• DATASET EXCERPTS
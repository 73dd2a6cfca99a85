//! `AppContext` — the one place every port, service and background task
//! gets constructed and wired together, replacing the original's
//! module-level globals (`db`, `broker` imported fresh in every service
//! file) with a single owned object `main` builds once and passes down.
//!
//! Lifecycle: `init` (connect, construct) → `subscribe_all` → `run`
//! (await the shutdown signal) → `shutdown` (best-effort drain).

use crate::admission::AdmissionService;
use crate::bus::LocalEventBus;
use crate::config::AppConfig;
use crate::status::StatusQuery;
use async_trait::async_trait;
use pvm_core::{EventEnvelope, OrchestratorError, TopicHandler};
use pvm_ledger_postgres::{
    PgAssetCounterStore, PgEventLedger, PgFeatureStore, PgJobRecordStore, PgMatchRepository, PgPairFeatureScorer,
};
use pvm_matching::MatchingEngine;
use pvm_persistence::WatermarkScheduler;
use pvm_phase::{service::PhaseServiceConfig, topics, CompletionEmitter, PhaseEventService};
use std::sync::Arc;
use tracing::info;

type Phase = PhaseEventService<PgEventLedger, PgAssetCounterStore, PgJobRecordStore, LocalEventBus>;
type Matching = MatchingEngine<PgFeatureStore, PgPairFeatureScorer, PgMatchRepository, LocalEventBus>;
type Watermarks = WatermarkScheduler<PgAssetCounterStore, CompletionEmitter<PgAssetCounterStore, LocalEventBus>>;
type Status = StatusQuery<PgJobRecordStore, PgFeatureStore, PgMatchRepository>;
type Admission = AdmissionService<PgJobRecordStore>;

/// Adapts an `async fn` pointer of a service's `handle`/`handle_match_request`
/// method into a [`TopicHandler`] the bus can dispatch to, without every
/// service having to implement the trait itself.
struct ServiceHandler<F> {
    call: F,
}

#[async_trait]
impl<F> TopicHandler for ServiceHandler<F>
where
    F: Fn(EventEnvelope) -> futures_util_shim::BoxFuture<Result<(), OrchestratorError>> + Send + Sync + 'static,
{
    async fn handle(&self, envelope: EventEnvelope) -> Result<(), OrchestratorError> {
        (self.call)(envelope).await
    }
}

/// A minimal boxed-future alias so [`ServiceHandler`] doesn't need a
/// dependency on the `futures` crate just for `BoxFuture`.
mod futures_util_shim {
    use std::future::Future;
    use std::pin::Pin;
    pub type BoxFuture<T> = Pin<Box<dyn Future<Output = T> + Send>>;
}

pub struct AppContext {
    pub config: AppConfig,
    pub bus: Arc<LocalEventBus>,
    pub jobs: Arc<PgJobRecordStore>,
    pub counters: Arc<PgAssetCounterStore>,
    pub ledger: Arc<PgEventLedger>,
    pub phase: Arc<Phase>,
    pub matching: Arc<Matching>,
    pub watermarks: Arc<Watermarks>,
    pub status: Arc<Status>,
    pub admission: Arc<Admission>,
}

impl AppContext {
    pub async fn init(config: AppConfig) -> anyhow::Result<Self> {
        let pool = sqlx::postgres::PgPoolOptions::new().max_connections(10).connect(&config.postgres_dsn).await?;

        let ledger = Arc::new(PgEventLedger::new(pool.clone()));
        let counters = Arc::new(PgAssetCounterStore::new(pool.clone()));
        let jobs = Arc::new(PgJobRecordStore::new(pool.clone()));
        let features = Arc::new(PgFeatureStore::new(pool.clone()));
        let matches = Arc::new(PgMatchRepository::new(pool.clone()));
        let scorer = Arc::new(PgPairFeatureScorer::new(pool.clone()));

        let bus = Arc::new(LocalEventBus::new());

        let phase_config = PhaseServiceConfig {
            watermark_ttl: config.watermark_ttl(),
            default_top_k: Some(config.retrieval_topk),
            ..PhaseServiceConfig::default()
        };
        let phase = Arc::new(PhaseEventService::new(
            ledger.clone(),
            counters.clone(),
            jobs.clone(),
            bus.clone(),
            phase_config,
        ));

        let matching = Arc::new(MatchingEngine::new(
            features.clone(),
            scorer,
            matches.clone(),
            bus.clone(),
            config.matching_config(),
        ));

        let emitter = Arc::new(CompletionEmitter::new(counters.clone(), bus.clone(), config.watermark_ttl()));
        let watermarks = Arc::new(WatermarkScheduler::new(counters.clone(), emitter));

        let status = Arc::new(StatusQuery::new(jobs.clone(), features, matches));
        let admission = Arc::new(AdmissionService::new(jobs.clone(), bus.clone()));

        Ok(Self {
            config,
            bus,
            jobs,
            counters,
            ledger,
            phase,
            matching,
            watermarks,
            status,
            admission,
        })
    }

    /// Rebuilds in-flight watermark timers, then subscribes every
    /// phase/matching topic the service owns. Must run after `init` and
    /// before the bus starts delivering, so no message races a timer
    /// that hasn't been reconstructed yet.
    pub async fn subscribe_all(&self) -> anyhow::Result<()> {
        let rebuilt = self.watermarks.reconstruct().await?;
        info!(rebuilt, "watermark timers reconstructed");

        const PHASE_TOPICS: &[&str] = &[
            topics::PRODUCTS_IMAGE_READY,
            topics::PRODUCTS_IMAGES_READY_BATCH,
            topics::VIDEO_KEYFRAMES_READY,
            topics::VIDEO_KEYFRAMES_READY_BATCH,
            topics::IMAGE_EMBEDDING_READY,
            topics::IMAGE_KEYPOINT_READY,
            topics::VIDEO_EMBEDDING_READY,
            topics::VIDEO_KEYPOINT_READY,
            topics::IMAGE_EMBEDDINGS_COMPLETED,
            topics::IMAGE_KEYPOINTS_COMPLETED,
            topics::VIDEO_EMBEDDINGS_COMPLETED,
            topics::VIDEO_KEYPOINTS_COMPLETED,
            topics::PRODUCTS_COLLECTIONS_COMPLETED,
            topics::VIDEOS_COLLECTIONS_COMPLETED,
            topics::MATCHINGS_PROCESS_COMPLETED,
            topics::EVIDENCES_GENERATION_COMPLETED,
            topics::JOB_FAILED,
        ];

        for topic in PHASE_TOPICS.iter().copied() {
            let phase = self.phase.clone();
            self.bus
                .subscribe(
                    topic,
                    Arc::new(ServiceHandler {
                        call: move |envelope: EventEnvelope| {
                            let phase = phase.clone();
                            Box::pin(async move { phase.handle(envelope).await })
                        },
                    }),
                    self.config.prefetch,
                )
                .await?;
        }

        let matching = self.matching.clone();
        self.bus
            .subscribe(
                pvm_matching::topics::MATCH_REQUEST,
                Arc::new(ServiceHandler {
                    call: move |envelope: EventEnvelope| {
                        let matching = matching.clone();
                        Box::pin(async move { matching.handle_match_request(envelope).await })
                    },
                }),
                self.config.prefetch,
            )
            .await?;

        Ok(())
    }

    /// Blocks until a shutdown signal arrives. Nothing to drain for an
    /// in-process bus beyond letting in-flight handlers finish, which
    /// `main` does by simply returning after this resolves.
    pub async fn run_until_shutdown(&self) -> anyhow::Result<()> {
        tokio::signal::ctrl_c().await?;
        info!("shutdown signal received");
        Ok(())
    }
}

• THE TASK
Everything in the listing above should be printed again exactly.

• SOLVED EXERCISE
repository 73dd2a6cfca99a85
//! `AppContext` — the one place every port, service and background task
//! gets constructed and wired together, replacing the original's
//! module-level globals (`db`, `broker` imported fresh in every service
//! file) with a single owned object `main` builds once and passes down.
//!
//! Lifecycle: `init` (connect, construct) → `subscribe_all` → `run`
//! (await the shutdown signal) → `shutdown` (best-effort drain).

use crate::admission::AdmissionService;
use crate::bus::LocalEventBus;
use crate::config::AppConfig;
use crate::status::StatusQuery;
use async_trait::async_trait;
use pvm_core::{EventEnvelope, OrchestratorError, TopicHandler};
use pvm_ledger_postgres::{
    PgAssetCounterStore, PgEventLedger, PgFeatureStore, PgJobRecordStore, PgMatchRepository, PgPairFeatureScorer,
};
use pvm_matching::MatchingEngine;
use pvm_persistence::WatermarkScheduler;
use pvm_phase::{service::PhaseServiceConfig, topics, CompletionEmitter, PhaseEventService};
use std::sync::Arc;
use tracing::info;

type Phase = PhaseEventService<PgEventLedger, PgAssetCounterStore, PgJobRecordStore, LocalEventBus>;
type Matching = MatchingEngine<PgFeatureStore, PgPairFeatureScorer, PgMatchRepository, LocalEventBus>;
type Watermarks = WatermarkScheduler<PgAssetCounterStore, CompletionEmitter<PgAssetCounterStore, LocalEventBus>>;
type Status = StatusQuery<PgJobRecordStore, PgFeatureStore, PgMatchRepository>;
type Admission = AdmissionService<PgJobRecordStore>;

/// Adapts an `async fn` pointer of a service's `handle`/`handle_match_request`
/// method into a [`TopicHandler`] the bus can dispatch to, without every
/// service having to implement the trait itself.
struct ServiceHandler<F> {
    call: F,
}

#[async_trait]
impl<F> TopicHandler for ServiceHandler<F>
where
    F: Fn(EventEnvelope) -> futures_util_shim::BoxFuture<Result<(), OrchestratorError>> + Send + Sync + 'static,
{
    async fn handle(&self, envelope: EventEnvelope) -> Result<(), OrchestratorError> {
        (self.call)(envelope).await
    }
}

/// A minimal boxed-future alias so [`ServiceHandler`] doesn't need a
/// dependency on the `futures` crate just for `BoxFuture`.
mod futures_util_shim {
    use std::future::Future;
    use std::pin::Pin;
    pub type BoxFuture<T> = Pin<Box<dyn Future<Output = T> + Send>>;
}

pub struct AppContext {
    pub config: AppConfig,
    pub bus: Arc<LocalEventBus>,
    pub jobs: Arc<PgJobRecordStore>,
    pub counters: Arc<PgAssetCounterStore>,
    pub ledger: Arc<PgEventLedger>,
    pub phase: Arc<Phase>,
    pub matching: Arc<Matching>,
    pub watermarks: Arc<Watermarks>,
    pub status: Arc<Status>,
    pub admission: Arc<Admission>,
}

impl AppContext {
    pub async fn init(config: AppConfig) -> anyhow::Result<Self> {
        let pool = sqlx::postgres::PgPoolOptions::new().max_connections(10).connect(&config.postgres_dsn).await?;

        let ledger = Arc::new(PgEventLedger::new(pool.clone()));
        let counters = Arc::new(PgAssetCounterStore::new(pool.clone()));
        let jobs = Arc::new(PgJobRecordStore::new(pool.clone()));
        let features = Arc::new(PgFeatureStore::new(pool.clone()));
        let matches = Arc::new(PgMatchRepository::new(pool.clone()));
        let scorer = Arc::new(PgPairFeatureScorer::new(pool.clone()));

        let bus = Arc::new(LocalEventBus::new());

        let phase_config = PhaseServiceConfig {
            watermark_ttl: config.watermark_ttl(),
            default_top_k: Some(config.retrieval_topk),
            ..PhaseServiceConfig::default()
        };
        let phase = Arc::new(PhaseEventService::new(
            ledger.clone(),
            counters.clone(),
            jobs.clone(),
            bus.clone(),
            phase_config,
        ));

        let matching = Arc::new(MatchingEngine::new(
            features.clone(),
            scorer,
            matches.clone(),
            bus.clone(),
            config.matching_config(),
        ));

        let emitter = Arc::new(CompletionEmitter::new(counters.clone(), bus.clone(), config.watermark_ttl()));
        let watermarks = Arc::new(WatermarkScheduler::new(counters.clone(), emitter));

        let status = Arc::new(StatusQuery::new(jobs.clone(), features, matches));
        let admission = Arc::new(AdmissionService::new(jobs.clone(), bus.clone()));

        Ok(Self {
            config,
            bus,
            jobs,
            counters,
            ledger,
            phase,
            matching,
            watermarks,
            status,
            admission,
        })
    }

    /// Rebuilds in-flight watermark timers, then subscribes every
    /// phase/matching topic the service owns. Must run after `init` and
    /// before the bus starts delivering, so no message races a timer
    /// that hasn't been reconstructed yet.
    pub async fn subscribe_all(&self) -> anyhow::Result<()> {
        let rebuilt = self.watermarks.reconstruct().await?;
        info!(rebuilt, "watermark timers reconstructed");

        const PHASE_TOPICS: &[&str] = &[
            topics::PRODUCTS_IMAGE_READY,
            topics::PRODUCTS_IMAGES_READY_BATCH,
            topics::VIDEO_KEYFRAMES_READY,
            topics::VIDEO_KEYFRAMES_READY_BATCH,
            topics::IMAGE_EMBEDDING_READY,
            topics::IMAGE_KEYPOINT_READY,
            topics::VIDEO_EMBEDDING_READY,
            topics::VIDEO_KEYPOINT_READY,
            topics::IMAGE_EMBEDDINGS_COMPLETED,
            topics::IMAGE_KEYPOINTS_COMPLETED,
            topics::VIDEO_EMBEDDINGS_COMPLETED,
            topics::VIDEO_KEYPOINTS_COMPLETED,
            topics::PRODUCTS_COLLECTIONS_COMPLETED,
            topics::VIDEOS_COLLECTIONS_COMPLETED,
            topics::MATCHINGS_PROCESS_COMPLETED,
            topics::EVIDENCES_GENERATION_COMPLETED,
            topics::JOB_FAILED,
        ];

        for topic in PHASE_TOPICS.iter().copied() {
            let phase = self.phase.clone();
            self.bus
                .subscribe(
                    topic,
                    Arc::new(ServiceHandler {
                        call: move |envelope: EventEnvelope| {
                            let phase = phase.clone();
                            Box::pin(async move { phase.handle(envelope).await })
                        },
                    }),
                    self.config.prefetch,
                )
                .await?;
        }

        let matching = self.matching.clone();
        self.bus
            .subscribe(
                pvm_matching::topics::MATCH_REQUEST,
                Arc::new(ServiceHandler {
                    call: move |envelope: EventEnvelope| {
                        let matching = matching.clone();
                        Box::pin(async move { matching.handle_match_request(envelope).await })
                    },
                }),
                self.config.prefetch,
            )
            .await?;

        Ok(())
    }

    /// Blocks until a shutdown signal arrives. Nothing to drain for an
    /// in-process bus beyond letting in-flight handlers finish, which
    /// `main` does by simply returning after this resolves.
    pub async fn run_until_shutdown(&self) -> anyhow::Result<()> {
        tokio::signal::ctrl_c().await?;
        info!("shutdown signal received");
        Ok(())
    }
}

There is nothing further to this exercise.